In our commentary, we distinguish between different types of regulation. Chen and Wasserman assert that both governmental and nongovernmental regulation would be equally problematic, but we believe they are wrong to equate professional society recommendations with public policy. While it is likely true that many people would simply follow their doctor’s advice, there are important differences between professional guidance and the use of state power. Most significantly, government power is coercive and compulsory, whereas professional guidance does not actually restrict parents’ ability to make autonomous choices. An analysis of the appropriate scope of control over PWGS should therefore treat these two regulatory methods separately.
WHY LESS IS MORE
Unlike Chen and Wasserman, we believe that there are good reasons to promote access to certain kinds of information and to limit access to other kinds of information. First, as Chen and Wasserman concede, there is a concern about parents’ ability to absorb and process the massive amount of information that could be produced by PWGS. They argue that even though unrestricted access would increase anxiety and confusion, a restricted policy would be so complicated that any marginal increase in confusion seen under their proposal would be inconsequential. We disagree. An informed consent paradigm of the complexity that they envision would require intellectual engagement at a level that we do not require for other medical decisions. Even if conditions were grouped into categories, to facilitate the kind of elaborate deliberation they propose would require describing and distinguishing a daunting matrix of categories that triangulates information about type of condition, degree of clinical severity, and relative risk level. They acknowledge that this will be a difficult task, conceding that parents should be given access to a default option if the task is too intellectually or emotionally onerous. In our view, this is backward; since most parents will not want to engage at the level the Chen/Wasserman proposal requires, prospective parents should initially be presented with a default option that has been promulgated by the relevant professional societies. The small set of parents who wish to engage in a more deliberate decision-making process can subsequently choose to do so.

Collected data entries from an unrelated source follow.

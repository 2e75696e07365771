use chrono::{DateTime, Utc};
use sea_orm::entity::prelude::*;
use sea_orm::{ActiveModelBehavior, ActiveValue, Set};
use serde::{Deserialize, Serialize};
use uuid::Uuid;

/// One purchased line item of a shipment.
#[derive(Clone, Debug, PartialEq, DeriveEntityModel, Serialize, Deserialize)]
#[sea_orm(table_name = "products")]
pub struct Model {
    #[sea_orm(primary_key, auto_increment = false)]
    pub id: Uuid,

    pub product_name: Option<String>,

    /// Free text, may carry units ("2 шт", "0.5 кг")
    pub quantity: Option<String>,

    #[sea_orm(column_type = "Double", nullable)]
    pub purchase_price: Option<f64>,

    pub purchase_status: Option<String>,

    pub shipment_num: String,

    pub create_date: DateTime<Utc>,

    pub last_updated: DateTime<Utc>,
}

#[derive(Copy, Clone, Debug, EnumIter, DeriveRelation)]
pub enum Relation {
    #[sea_orm(
        belongs_to = "super::shipment::Entity",
        from = "Column::ShipmentNum",
        to = "super::shipment::Column::ShipmentNum",
        on_delete = "NoAction",
        on_update = "NoAction"
    )]
    Shipment,
}

impl Related<super::shipment::Entity> for Entity {
    fn to() -> RelationDef {
        Relation::Shipment.def()
    }
}

#[async_trait::async_trait]
impl ActiveModelBehavior for ActiveModel {
    async fn before_save<C: ConnectionTrait>(self, _db: &C, insert: bool) -> Result<Self, DbErr> {
        let mut active_model = self;
        let now = Utc::now();
        if insert {
            active_model.id = Set(Uuid::new_v4());
            if let ActiveValue::NotSet = active_model.create_date {
                active_model.create_date = Set(now);
            }
        }
        active_model.last_updated = Set(now);
        Ok(active_model)
    }
}
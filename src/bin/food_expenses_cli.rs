use std::path::PathBuf;
use std::sync::Arc;

use anyhow::{Context, Result};
use clap::{ArgAction, Args, Parser, Subcommand};
use food_expenses::{
    config::{self, AppConfig},
    db::{self, DbPool},
    handlers::AppServices,
    ingest::Ingester,
    scrape,
};
use serde::Serialize;
use tracing::info;

#[tokio::main]
async fn main() -> Result<()> {
    let cli = Cli::parse();
    let config = config::load_config().context("failed to load application config")?;
    config::init_tracing(config.log_level(), config.log_json);

    match cli.command {
        Commands::Migrate => handle_migrate(&config).await?,
        Commands::Ingest(args) => handle_ingest(&config, args, cli.json).await?,
        Commands::ExtractUrls(args) => handle_extract_urls(&config, args, cli.json).await?,
        Commands::ParsePages(args) => handle_parse_pages(&config, args, cli.json).await?,
    }

    Ok(())
}

#[derive(Parser)]
#[command(
    name = "food-expenses-cli",
    about = "Schema migrations and offline staging tools for food-expenses",
    version
)]
struct Cli {
    #[arg(
        long,
        global = true,
        action = ArgAction::SetTrue,
        help = "Render command output as pretty JSON"
    )]
    json: bool,
    #[command(subcommand)]
    command: Commands,
}

#[derive(Subcommand)]
enum Commands {
    /// Apply pending schema migrations
    Migrate,
    /// Load the staging document into the database
    Ingest(IngestArgs),
    /// Collect shipment links from a saved order history page
    ExtractUrls(ExtractUrlsArgs),
    /// Build the staging document from saved shipment pages
    ParsePages(ParsePagesArgs),
}

#[derive(Args)]
struct IngestArgs {
    #[arg(long, help = "Staging JSON to load (defaults to the configured staging path)")]
    file: Option<PathBuf>,
}

#[derive(Args)]
struct ExtractUrlsArgs {
    #[arg(long, help = "Saved order history page (defaults to {pages_dir}/shipments.html)")]
    history: Option<PathBuf>,
    #[arg(long, help = "Where to write the links (defaults to {staging_dir}/shipment_urls.txt)")]
    out: Option<PathBuf>,
}

#[derive(Args)]
struct ParsePagesArgs {
    #[arg(long, help = "Shipment links, one per line (defaults to {staging_dir}/shipment_urls.txt)")]
    urls: Option<PathBuf>,
    #[arg(long, help = "Directory of saved {shipment_num}.html pages")]
    pages: Option<PathBuf>,
    #[arg(long, help = "Staging JSON to write (defaults to the configured staging path)")]
    out: Option<PathBuf>,
}

async fn connect(config: &AppConfig) -> Result<Arc<DbPool>> {
    let pool = db::establish_connection_from_app_config(config)
        .await
        .context("failed to connect to database")?;
    Ok(Arc::new(pool))
}

fn urls_path(config: &AppConfig) -> PathBuf {
    PathBuf::from(&config.staging_dir).join("shipment_urls.txt")
}

async fn handle_migrate(config: &AppConfig) -> Result<()> {
    let pool = connect(config).await?;
    db::run_migrations(&pool)
        .await
        .context("failed to run migrations")?;
    println!("Migrations applied");
    Ok(())
}

async fn handle_ingest(config: &AppConfig, args: IngestArgs, json: bool) -> Result<()> {
    let path = args.file.unwrap_or_else(|| config.staging_path());
    let pool = connect(config).await?;
    if config.auto_migrate {
        db::run_migrations(&pool)
            .await
            .context("failed to run migrations")?;
    }

    let services = AppServices::new(pool, &config.delivered_status);
    let summary = Ingester::new(&services)
        .ingest_file(&path)
        .await
        .with_context(|| format!("ingest of {} stopped", path.display()))?;

    if json {
        print_json(&summary)?;
    } else {
        println!(
            "Loaded {} shipments and {} products from {}",
            summary.shipments,
            summary.products,
            path.display()
        );
    }
    Ok(())
}

async fn handle_extract_urls(config: &AppConfig, args: ExtractUrlsArgs, json: bool) -> Result<()> {
    let history = args
        .history
        .unwrap_or_else(|| config.pages_dir().join("shipments.html"));
    let out = args.out.unwrap_or_else(|| urls_path(config));

    let count = scrape::extract_urls(&history, &out)
        .await
        .context("failed to extract shipment links")?;

    if json {
        print_json(&serde_json::json!({ "links": count }))?;
    } else {
        println!("Wrote {} shipment links to {}", count, out.display());
    }
    Ok(())
}

async fn handle_parse_pages(config: &AppConfig, args: ParsePagesArgs, json: bool) -> Result<()> {
    let urls = args.urls.unwrap_or_else(|| urls_path(config));
    let pages = args.pages.unwrap_or_else(|| config.pages_dir());
    let out = args.out.unwrap_or_else(|| config.staging_path());
    info!(urls = %urls.display(), pages = %pages.display(), "parsing saved shipment pages");

    let summary = scrape::parse_pages(&urls, &pages, &out)
        .await
        .context("failed to parse shipment pages")?;

    if json {
        print_json(&summary)?;
    } else {
        println!(
            "Staged {} shipments and {} products in {}",
            summary.shipments,
            summary.products,
            out.display()
        );
    }
    Ok(())
}

fn print_json<T: Serialize>(value: &T) -> Result<()> {
    println!("{}", serde_json::to_string_pretty(value)?);
    Ok(())
}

Second, we have concerns about the undue commercial pressure that prospective parents will feel to receive the maximum available set of information. The history of prenatal genetic testing has been characterized by a consistent push toward learning more fetal genetic information. Genetic testing companies have sought to frame prenatal genetic testing as a necessary means of protecting your unborn child, and they will have a strong commercial interest in further expanding their market once PWGS is clinically available (Regalado 2013). Moreover, given the well-documented dearth of genetic counselors, there is reason for concern that doctors will have to rely on genetic counseling services provided by the genetic testing companies themselves (Pollack 2012). This could lead to unavoidable conflicts of interest, resulting in additional pressure for parents to accept unprecedented amounts of information about their fetuses. A clear statement from professional societies about a recommended default set of genetic information would serve as a much-needed counterweight to the anticipated commercial pressure toward more information.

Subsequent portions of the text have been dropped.